What We Talk About When We Talk About Charlie

Why we have to debunk, in the wake of the Paris attacks, the defensive reflexes, and the narcissist victim-blaming.

It was only just last Wednesday that, on the evening of the day of the horrific terrorist killings in Paris that people all across France, but also in other countries, in front of French embassies or in newspaper newsrooms, gathered silently in mourning, many of them holding up placards with the statement ‘je suis Charlie’.

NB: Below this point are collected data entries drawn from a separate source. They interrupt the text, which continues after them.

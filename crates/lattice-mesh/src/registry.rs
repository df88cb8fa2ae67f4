//! Live peer table with staleness pruning.
//!
//! Every announcement observed on the discovery channel lands here. Snapshots
//! are always fresh: stale peers are filtered out at read time and physically
//! removed by the periodic prune that runs with the announcer.

use std::collections::HashMap;
use std::net::IpAddr;

use chrono::{DateTime, Duration, Utc};
use parking_lot::RwLock;
use tracing::{debug, info};

use lattice_proto::{Peer, PeerId};

/// Information about an observed peer.
#[derive(Debug, Clone)]
pub struct PeerInfo {
    /// The peer's announced record.
    pub peer: Peer,
    /// Address the last announcement arrived from.
    pub source: IpAddr,
    /// When this peer was first observed.
    pub first_seen: DateTime<Utc>,
    /// When this peer was last observed.
    pub last_seen: DateTime<Utc>,
}

impl PeerInfo {
    /// Creates peer info for a freshly observed peer.
    #[must_use]
    pub fn new(peer: Peer, source: IpAddr) -> Self {
        let now = Utc::now();
        Self {
            peer,
            source,
            first_seen: now,
            last_seen: now,
        }
    }

    /// Updates the last seen timestamp.
    pub fn touch(&mut self) {
        self.last_seen = Utc::now();
    }

    /// Checks if this peer is stale based on the timeout.
    #[must_use]
    pub fn is_stale(&self, timeout: Duration) -> bool {
        Utc::now() - self.last_seen > timeout
    }
}

/// Registry of peers observed on the discovery channel.
///
/// The local node's own announcements are ignored, so a node never lists
/// itself.
#[derive(Debug)]
pub struct PeerRegistry {
    /// ID of the local node, excluded from the table.
    local: PeerId,
    /// How long before a silent peer is considered gone.
    peer_timeout: Duration,
    /// Known peers indexed by peer ID.
    peers: RwLock<HashMap<PeerId, PeerInfo>>,
}

impl PeerRegistry {
    /// Creates an empty registry for the given local node.
    #[must_use]
    pub fn new(local: PeerId, peer_timeout: Duration) -> Self {
        Self {
            local,
            peer_timeout,
            peers: RwLock::new(HashMap::new()),
        }
    }

    /// Records an announcement.
    ///
    /// A known peer has its record replaced (announcements are authoritative;
    /// endpoints may change across restarts) and its timestamp refreshed. The
    /// local node's own announcements are dropped.
    pub fn observe(&self, peer: Peer, source: IpAddr) {
        if peer.id == self.local {
            return;
        }

        let mut peers = self.peers.write();
        if let Some(info) = peers.get_mut(&peer.id) {
            info.peer = peer;
            info.source = source;
            info.touch();
        } else {
            info!(
                peer = %peer.name,
                id = %peer.id,
                port = peer.port,
                source = %source,
                "Discovered peer"
            );
            peers.insert(peer.id, PeerInfo::new(peer, source));
        }
    }

    /// Removes a peer from the table.
    pub fn remove(&self, id: PeerId) -> Option<Peer> {
        self.peers.write().remove(&id).map(|info| info.peer)
    }

    /// Returns a fresh snapshot of live peers, sorted by name.
    ///
    /// Stale entries are excluded but not removed; [`Self::prune_stale`]
    /// does the physical removal.
    #[must_use]
    pub fn snapshot(&self) -> Vec<Peer> {
        let peers = self.peers.read();
        let mut live: Vec<Peer> = peers
            .values()
            .filter(|info| !info.is_stale(self.peer_timeout))
            .map(|info| info.peer.clone())
            .collect();
        live.sort_by(|a, b| a.name.cmp(&b.name));
        live
    }

    /// Looks up a live peer together with the address it was observed from.
    #[must_use]
    pub fn lookup(&self, id: PeerId) -> Option<(Peer, IpAddr)> {
        let peers = self.peers.read();
        peers
            .get(&id)
            .filter(|info| !info.is_stale(self.peer_timeout))
            .map(|info| (info.peer.clone(), info.source))
    }

    /// Drops peers that have been silent past the timeout.
    ///
    /// Returns how many entries were removed.
    pub fn prune_stale(&self) -> usize {
        let mut peers = self.peers.write();
        let before = peers.len();
        peers.retain(|id, info| {
            let keep = !info.is_stale(self.peer_timeout);
            if !keep {
                debug!(peer = %info.peer.name, id = %id, "Pruned stale peer");
            }
            keep
        });
        before - peers.len()
    }

    /// Returns the number of tracked peers, stale entries included.
    #[must_use]
    pub fn len(&self) -> usize {
        self.peers.read().len()
    }

    /// Returns true if no peers are tracked.
    #[must_use]
    pub fn is_empty(&self) -> bool {
        self.peers.read().is_empty()
    }
}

What We Talk About When We Talk About Charlie

Yesterday, about 3.7 millions have gathered in the streets of Paris, Marseille and elsewhere in France to mourn the victims and demonstrate, and as so many showed up it seems they prevented, by sheer presence, what many had feared would happen, that reactionary politicians would hijack the event and dominate it, ready to instrumentalize the horrific event for their islamophobic, anti-immigration, or pro-surveillance causes; instead, yes, state representatives including those whose countries are ranked rather low on the Reporters Without Borders annual Press Freedom Index such as Russia or Turkey, who have a record for sending journalists to prison and silencing dissidents, marched at the front of the demonstrations, but were not able to take centre-stage – while being forced by the dynamics of the event to expose themselves to the obviousness of the hypocritical double standard of them marching here. And the Le Pen family and the Front Nationale couldn’t participate in Paris at all, unmistakenly told by all other parties and unions that the presence of the Far Right would be unwelcomed. And again, there were millions of people holding up pens, and signs reading ‘Je suis Charlie’ (a beautiful Le Monde portfolio of portraits here ).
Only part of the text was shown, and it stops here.